Although all of its major competitors are pushing bundles of video services with their respective wireless offerings, Verizon’s management argued the company is doing just fine without such subscriptions.
“And in terms of what the competitors are doing: They bundled a number of things into their service over the course of last year and our numbers have stayed very consistent,” Verizon CFO Matt Ellis said today on the carrier’s quarterly conference call with investors. “When you look at our value proposition, it continues to resonate strongly.”
Ellis’ comments are notable considering all of Verizon’s major wireless rivals have added a video component to their offerings in the past year. AT&T continues to push its DirecTV Now offering by offering it at a discount to its unlimited wireless customers, while T-Mobile is offering a free Netflix account to its customers and Sprint is offering a free Hulu account to its customers.

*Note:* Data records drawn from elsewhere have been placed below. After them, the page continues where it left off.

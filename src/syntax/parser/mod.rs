//! Recursive-descent parser over a lexed token sequence.
//!
//! One [`Parser`] owns the tokens and an index into them. The grammar is
//! split by concern across sibling modules:
//!
//! * `operator` - operator tokens to [`OperatorType`](crate::ast::OperatorType)
//! * `expression` - precedence levels from assignment down to literals
//! * `statement` - `return`, `let` and expression statements
//! * `module` - top-level `func` / `let` declarations
//!
//! Missing delimiters are reported through the [`DiagnosticReporter`] and
//! replaced with synthesised tokens so the tree stays well formed. Running
//! out of tokens is fatal and surfaces as [`ParseError::EndOfFile`].

mod expression;
mod module;
mod operator;
mod statement;

use thiserror::Error;
use tracing::trace;

use crate::{
    ast::{AstFactory, DefaultAstFactory},
    diagnostics::{
        Diagnostic, DiagnosticCode, DiagnosticError, DiagnosticReporter, DiagnosticSink, FailFast,
    },
    syntax::{token::Token, token_type::TokenType},
};

#[derive(Debug, Clone, Error)]
pub enum ParseError {
    #[error("unexpected end of file: {0}")]
    EndOfFile(Diagnostic),
    /// A diagnostic the sink chose to escalate.
    #[error(transparent)]
    Reported(#[from] DiagnosticError),
}

impl ParseError {
    pub fn diagnostic(&self) -> &Diagnostic {
        match self {
            ParseError::EndOfFile(diagnostic) => diagnostic,
            ParseError::Reported(error) => error.diagnostic(),
        }
    }
}

pub type ParseResult<T> = Result<T, ParseError>;

/// Something the current token can be tested against.
pub trait TokenMatcher {
    fn matches(&self, token: &Token) -> bool;
}

impl TokenMatcher for TokenType {
    fn matches(&self, token: &Token) -> bool {
        token.token_type == *self
    }
}

/// Type plus exact lexeme.
impl TokenMatcher for (TokenType, &str) {
    fn matches(&self, token: &Token) -> bool {
        token.token_type == self.0 && token.text() == self.1
    }
}

pub struct Parser<S: DiagnosticSink = FailFast, F: AstFactory = DefaultAstFactory> {
    tokens: Vec<Token>,
    position: usize,
    reporter: DiagnosticReporter<S>,
    factory: F,
}

impl<S: DiagnosticSink> Parser<S, DefaultAstFactory> {
    pub fn new(tokens: Vec<Token>, reporter: DiagnosticReporter<S>) -> Self {
        Self::with_factory(tokens, reporter, DefaultAstFactory)
    }
}

impl<S: DiagnosticSink, F: AstFactory> Parser<S, F> {
    pub fn with_factory(mut tokens: Vec<Token>, reporter: DiagnosticReporter<S>, factory: F) -> Self {
        if !tokens.last().is_some_and(|token| token.token_type.is_eof()) {
            let end = tokens.last().map_or(0, Token::end);
            tokens.push(Token::eof(end));
        }
        Self {
            tokens,
            position: 0,
            reporter,
            factory,
        }
    }

    pub fn reporter(&self) -> &DiagnosticReporter<S> {
        &self.reporter
    }

    pub fn into_sink(self) -> S {
        self.reporter.into_sink()
    }

    pub fn position(&self) -> usize {
        self.position
    }

    /// True while a token other than the end marker remains.
    pub fn has_next(&self) -> bool {
        self.tokens
            .get(self.position)
            .is_some_and(|token| !token.token_type.is_eof())
    }

    /// Token `offset` places from the cursor. Reading outside the token
    /// sequence is fatal; the end marker itself can be peeked.
    pub fn peek_at(&self, offset: isize) -> ParseResult<&Token> {
        self.position
            .checked_add_signed(offset)
            .and_then(|index| self.tokens.get(index))
            .ok_or_else(|| self.end_of_file())
    }

    pub fn peek(&self) -> ParseResult<&Token> {
        self.peek_at(0)
    }

    pub fn previous(&self) -> ParseResult<&Token> {
        self.peek_at(-1)
    }

    pub fn advance(&mut self) -> ParseResult<Token> {
        if !self.has_next() {
            return Err(self.end_of_file());
        }
        self.position += 1;
        Ok(self.tokens[self.position - 1].clone())
    }

    pub fn check(&self, matcher: impl TokenMatcher) -> bool {
        self.check_ref(&matcher)
    }

    /// Consumes the first alternative that matches, if any.
    pub fn match_any<M: TokenMatcher>(&mut self, alternatives: &[M]) -> bool {
        for alternative in alternatives {
            if self.check_ref(alternative) {
                self.position += 1;
                return true;
            }
        }
        false
    }

    /// Consumes and returns the current token if it matches.
    pub fn eat(&mut self, matcher: impl TokenMatcher) -> Option<Token> {
        if self.check(matcher) {
            self.position += 1;
            Some(self.tokens[self.position - 1].clone())
        } else {
            None
        }
    }

    fn check_ref<M: TokenMatcher>(&self, matcher: &M) -> bool {
        self.has_next() && matcher.matches(&self.tokens[self.position])
    }

    fn end_of_file_token(&self) -> &Token {
        // `with_factory` guarantees a trailing end marker.
        &self.tokens[self.tokens.len() - 1]
    }

    fn end_of_file(&self) -> ParseError {
        let source = self.reporter.source().clone();
        let offset = source.len();
        ParseError::EndOfFile(Diagnostic::new(
            source,
            offset,
            0,
            DiagnosticCode::SyntaxEndOfFile,
        ))
    }

    fn report_token(&mut self, token: &Token, code: DiagnosticCode) -> ParseResult<()> {
        Ok(self.reporter.report_token(token, code)?)
    }

    /// Reports `code` at the current token and returns a placeholder of the
    /// kind that was expected there.
    fn recover(
        &mut self,
        code: DiagnosticCode,
        token_type: TokenType,
        lexeme: &'static str,
    ) -> ParseResult<Token> {
        let at = self.peek()?.clone();
        self.report_token(&at, code)?;
        trace!(code = code.name(), offset = at.offset, lexeme, "synthesised recovery token");
        Ok(Token::recovery(at.offset, token_type, lexeme))
    }
}
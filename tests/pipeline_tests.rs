use lumen::{
    FrontendError, parse_batch, parse_source,
    ast::humanize,
    diagnostics::{Collector, DiagnosticCode, FailFast},
    syntax::{LexError, ParseError, SourceFile},
};

#[cfg(test)]
mod tests {
    use super::*;

    #[test]
    fn clean_source_parses() {
        let source = SourceFile::named("let a = 1\nfunc f() -> {\n  return a\n}", "ok.lm");
        let root = parse_source(&source, FailFast).unwrap();
        assert_eq!(humanize(&root), source.contents());
    }

    #[test]
    fn fail_fast_stops_at_the_first_problem() {
        let source = SourceFile::named("let a = f(1 2 3)", "bad.lm");
        let err = parse_source(&source, FailFast).unwrap_err();
        let FrontendError::Parse(ParseError::Reported(error)) = err else {
            panic!("expected a reported diagnostic");
        };
        assert_eq!(error.diagnostic().code(), DiagnosticCode::SyntaxExpectedComma);
        assert_eq!(error.diagnostic().offset(), 12);
    }

    #[test]
    fn collector_sees_every_problem() {
        let source = SourceFile::named("let a = f(1 2 3)", "bad.lm");
        let mut collector = Collector::new();
        let root = parse_source(&source, &mut collector).unwrap();
        assert_eq!(humanize(&root), "let a = f(1, 2, 3)");
        let offsets: Vec<_> = collector.diagnostics().iter().map(|d| d.offset()).collect();
        assert_eq!(offsets, [12, 14]);
    }

    #[test]
    fn lexer_errors_come_first() {
        let source = SourceFile::new("let s = 'open", None);
        let err = parse_source(&source, Collector::new()).unwrap_err();
        assert!(matches!(
            err,
            FrontendError::Lex(LexError::UnterminatedString { offset: 8 })
        ));
    }

    #[test]
    fn batch_keeps_input_order() {
        let sources = vec![
            SourceFile::named("let a", "a.lm"),
            SourceFile::named("func b(", "b.lm"),
            SourceFile::named("let c = 3.1.4", "c.lm"),
            SourceFile::named("func d(x y) -> {}", "d.lm"),
        ];
        let outcomes = parse_batch(&sources);
        let names: Vec<_> = outcomes.iter().map(|o| o.source.url()).collect();
        assert_eq!(names, [Some("a.lm"), Some("b.lm"), Some("c.lm"), Some("d.lm")]);

        assert!(outcomes[0].is_clean());

        // `func b(` recovers the `)` before running out of input.
        assert!(outcomes[1].result.is_ok());
        assert_eq!(
            outcomes[1]
                .diagnostics
                .iter()
                .map(|d| d.code())
                .collect::<Vec<_>>(),
            [DiagnosticCode::SyntaxExpectedParentheses]
        );

        assert!(matches!(outcomes[2].result, Err(FrontendError::Lex(_))));
        assert!(outcomes[2].diagnostics.is_empty());

        assert!(outcomes[3].result.is_ok());
        assert_eq!(
            outcomes[3].diagnostics[0].code(),
            DiagnosticCode::SyntaxExpectedComma
        );
    }

    #[test]
    fn empty_batch() {
        assert!(parse_batch(&[]).is_empty());
    }
}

Those offers appear to have had little effect on Verizon’s fourth quarter. Indeed, Verizon today reported wireless financial and customer metrics that largely exceeded Wall Street expectations. As noted by Scotiabank, Verizon reported 1.2 million postpaid net customer additions in the fourth quarter of 2017, which the firm noted was well above its predictions of 850,000 and general Wall Street expectations of around 500,000.
“Wireless service revenue was $15.9B (-2.9% YOY), generally in line with our $16.0B (-2.5% YOY) and slightly ahead of consensus $15.8B (-3.3% YOY) and an improvement from last quarter’s -5% YOY,” the analysts at Scotiabank wrote in a note issued today to investors. “EBITDA was above our estimates at $9.46B (10% growth YOY) vs. our $9.23B (+7% YOY) as a result of cost cutting and higher revenue.”
“We had a great year on the wireless performance,” acknowledged Verizon’s Ellis, adding that the company’s wireless EBITDA margin was 39.8% in the quarter, up from the 36.9% it reported in the same period last year. “The improvement in EBITDA was a function of better trends in service revenue and lower promotional activity than in the prior year.”
"We really saw a significant change the day we launched unlimited back in February of last year, and from that point forward we have competed very effectively in the marketplace,” he added. “The value proposition is resonating.”
Other analysts agreed with Scotiabank’s largely positive take on Verizon’s fourth quarter results in wireless.
“TBR attributes Verizon’s improved postpaid subscriber additions and equipment revenue growth to the success of the carrier’s unlimited data plans as well as the atypical launch of the iPhone X in November as new iPhone models are usually launched in September,” wrote TBR analyst Steve Vachon this morning. “Verizon’s wireless service revenue decreased 2.9% year-to-year due to lower ARPU stemming from non-subsidized service plans coupled with the loss of 184,000 prepaid subscribers in the quarter. However, Verizon has been able to increase service revenue sequentially the past two consecutive quarters and expects to return to year-to-year service revenue growth in 2018 now that over 80% of its postpaid phone base is on unsubsidized service plans.”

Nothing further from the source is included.